第883号 出光佐三と塚越寛氏

第883号 出光佐三と塚越寛氏

出光佐三と塚越寛氏


「いい会社のイメージというのは私たちの中でははっきりしています。それは例えば、社員が親切だとか、笑顔がいいとか、隣近所に迷惑をかけないとか、よく掃除をして周辺の環境をよくすることに貢献しているとか、これらはみんないい会社の特長としてあげられると思うのです。残念ながら、そういうものを評価する仕組みがいまの株式市場にはありません。だから私は上場は考えないのです。」

明快すぎて、ぐうの音も出ない塚越寛さんの信念です。コロナ禍で経済がガタガタになっているのに、株式市場は日経平均がバブル期以降、30年ぶりに30,000円台を突破するという異常な展開をみせています。誰がどう考えても、もはや実体経済とはまったくリンクしない世界に株式市場は存在するようになってしまいました。

■出光佐三に影響を受けていた塚越寛さん

 塚越さんは、その著書『末広がりのいい会社をつくる』(文屋)においても、

「大規模なリストラで社員に犠牲を強い、会社の株価を高騰させるような株式市場のあり方は、本来の目的である「社員の幸せ」に全く逆行しています。上場企業は四半期ごとの決算を求められますが、これは投資家のためであり、社員の幸せのためではありません。
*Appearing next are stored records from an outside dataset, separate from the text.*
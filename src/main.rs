//! CLI entry point for clean-audio

use clap::Parser;
use clean_audio::config::{DEFAULT_OUTPUT_DIR, DEFAULT_PRESET};
use clean_audio::{Config, Error, Result, pipeline, utils};
use tracing::{error, info};
use tracing_subscriber::{EnvFilter, fmt, prelude::*};

/// Upload an audio file to Auphonic for processing and download the results
#[derive(Parser, Debug)]
#[command(name = "clean-audio", author, version)]
struct Args {
    /// Path to the audio file to process (supports a leading ~)
    file_path: String,

    /// Preset name to use
    #[arg(short, long, default_value = DEFAULT_PRESET)]
    preset: String,

    /// Output directory for processed files
    #[arg(short, long = "output-dir", default_value = DEFAULT_OUTPUT_DIR)]
    output_dir: String,
}

fn init_tracing() {
    let filter_layer = EnvFilter::try_from_default_env()
        .or_else(|_| EnvFilter::try_new("info"))
        .unwrap_or_default();
    tracing_subscriber::registry()
        .with(filter_layer)
        .with(fmt::layer())
        .init();
}

async fn run(args: Args) -> Result<()> {
    let config = Config::from_env()?;

    let input = utils::expand_tilde(&args.file_path);
    let output_dir = utils::expand_tilde(&args.output_dir);
    utils::validate_input_file(&input)?;
    utils::ensure_output_dir(&output_dir)?;

    let written = pipeline::run(&config, &input, &args.preset, &output_dir).await?;

    info!("processing completed successfully");
    if !written.is_empty() {
        println!("Downloaded files:");
        for path in &written {
            println!("- {}", path.display());
        }
    }
    Ok(())
}

#[tokio::main]
async fn main() {
    init_tracing();
    let args = Args::parse();

    if let Err(err) = run(args).await {
        // The preset listing goes to the operator verbatim, one name per
        // line, so they can pick an existing one.
        if let Error::PresetNotFound { name, available } = &err {
            eprintln!("Preset {name:?} not found. Available presets:");
            for preset_name in available {
                eprintln!("- {preset_name}");
            }
        }
        error!(error = %err, "run failed");
        std::process::exit(1);
    }
}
会社経営においては、社員や事業現場、世の中の変化に対して、常に長期的な視点を持たなければならないと思います。このような理由から、上場はおこなわないのです。」

と現在の株式市場に対しては、人を大切にする人本経営にとって害がある存在と認識し、ある意味、敵視していると感じられます。

同書で、「決算に対する私の考え方は、出光興産株式会社の創業者、出光佐三氏の影響を受けています。出光氏は「株式上場はしない」「社員を大事にする」という考えをもった経営者でした。」と注目すべき記述を残されています。

やはりというか、むしろ当然、必然的に佐三と塚越さんはつながっていました。

■出光の悲劇

出光興産は、佐三が頑なに上場を忌避していました。死去後も、後継者となった長男の昭介氏は、佐三氏の人間尊重、大家族主義の理念を実践すべく、非上場企業であることを貫いていきました。しかし、バブル経済崩壊によるダメージで2兆4,000億円の有利子負債を抱え経営が悪化してしまいます。外部資本の導入は必要とオーナーの昭介氏は説得され、渋々説得を受け入れ、2000年より外部資本を導入し、2006年に株式を上場しました。その後、外資系である昭和シェル石油との合併問題を契機に、創業家は事実上、出光の経営から離脱していくことになります。

上場した時点で、佐三の人間尊重の大家族主義の理念経営は頓挫してしまったということが出来るでしょう。創業家の代理人を務めていた元衆議院議員の浜田卓二郎弁護士は「当時昭介氏の顧問弁護士だったら、事の発端になったともいえる株式上場を思いとどまるよう最後まで説得したかもしれない」と回想しています。

創業者が心血注いで守ってきた伝統が、後継者に引き継がれ、永続していくことの困難さを出光の事例は語っているようです。

伊那食品工業においては、よもや同じ轍を踏むとは思えませんが、同社も代替わりし、ご子息が経営者となりました。

引き続き見守っていくしかありませんが、伊那食品工業は、これから先も、日本が誇るべき「いい会社」として、確固たる存在であり続けてほしいと願うばかりです。